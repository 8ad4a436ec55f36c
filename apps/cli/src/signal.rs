//! Ctrl+C 处理
//!
//! 第一次中断设置取消令牌，当前动作在下一步之前停止；
//! 第二次中断直接退出进程（满桶锁存只能这样退出）。

use anyhow::{Context, Result};
use smartbin_motion::CancelToken;
use std::process;
use std::sync::atomic::{AtomicUsize, Ordering};

/// 强制退出时的退出码
pub const FORCED_EXIT_CODE: i32 = 130;

/// 注册中断处理器，返回与之关联的取消令牌
pub fn install_interrupt_handler() -> Result<CancelToken> {
    let token = CancelToken::new();
    let handler_token = token.clone();
    let presses = AtomicUsize::new(0);

    ctrlc::set_handler(move || {
        if presses.fetch_add(1, Ordering::SeqCst) == 0 {
            eprintln!("\n🛑 收到中断信号，正在停止当前动作（再按一次强制退出）...");
            handler_token.cancel();
        } else {
            eprintln!("\n强制退出");
            process::exit(FORCED_EXIT_CODE);
        }
    })
    .context("注册 Ctrl+C 处理器失败")?;

    Ok(token)
}
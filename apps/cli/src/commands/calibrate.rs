//! 标定命令

use crate::category::parse_channel;
use crate::session::SimBin;
use anyhow::{Context, Result};
use clap::Args;
use smartbin_hal::ChannelId;

/// 标定命令参数
#[derive(Args, Debug)]
pub struct CalibrateCommand {
    /// 通道（0-3 或 p0-p3）
    #[arg(value_parser = parse_channel)]
    pub channel: ChannelId,

    /// 标定偏移（度），写入标定文件后舵机立即转到该角度
    #[arg(allow_negative_numbers = true)]
    pub value: f64,
}

impl CalibrateCommand {
    pub fn execute(&self, bin: &mut SimBin) -> Result<()> {
        let previous = bin.calibration_offset(self.channel);
        bin.calibrate_channel(self.channel, self.value)
            .with_context(|| format!("标定 {} 失败", self.channel))?;
        println!(
            "✅ {} 标定: {} → {}",
            self.channel, previous, self.value
        );
        Ok(())
    }
}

→ Task directions:
Only the lines from the first line of the records through the line with "#[arg(allow_negative_numbers = true)]" should be reproduced, exactly and with nothing added.

→ Exercise response:
repository 8ad4a436ec55f36c
filename apps/cli/src/signal.rs
//! Ctrl+C 处理
//!
//! 第一次中断设置取消令牌，当前动作在下一步之前停止；
//! 第二次中断直接退出进程（满桶锁存只能这样退出）。

use anyhow::{Context, Result};
use smartbin_motion::CancelToken;
use std::process;
use std::sync::atomic::{AtomicUsize, Ordering};

/// 强制退出时的退出码
pub const FORCED_EXIT_CODE: i32 = 130;

/// 注册中断处理器，返回与之关联的取消令牌
pub fn install_interrupt_handler() -> Result<CancelToken> {
    let token = CancelToken::new();
    let handler_token = token.clone();
    let presses = AtomicUsize::new(0);

    ctrlc::set_handler(move || {
        if presses.fetch_add(1, Ordering::SeqCst) == 0 {
            eprintln!("\n🛑 收到中断信号，正在停止当前动作（再按一次强制退出）...");
            handler_token.cancel();
        } else {
            eprintln!("\n强制退出");
            process::exit(FORCED_EXIT_CODE);
        }
    })
    .context("注册 Ctrl+C 处理器失败")?;

    Ok(token)
}
filename apps/cli/src/commands/calibrate.rs
//! 标定命令

use crate::category::parse_channel;
use crate::session::SimBin;
use anyhow::{Context, Result};
use clap::Args;
use smartbin_hal::ChannelId;

/// 标定命令参数
#[derive(Args, Debug)]
pub struct CalibrateCommand {
    /// 通道（0-3 或 p0-p3）
    #[arg(value_parser = parse_channel)]
    pub channel: ChannelId,

    /// 标定偏移（度），写入标定文件后舵机立即转到该角度
    #[arg(allow_negative_numbers = true)]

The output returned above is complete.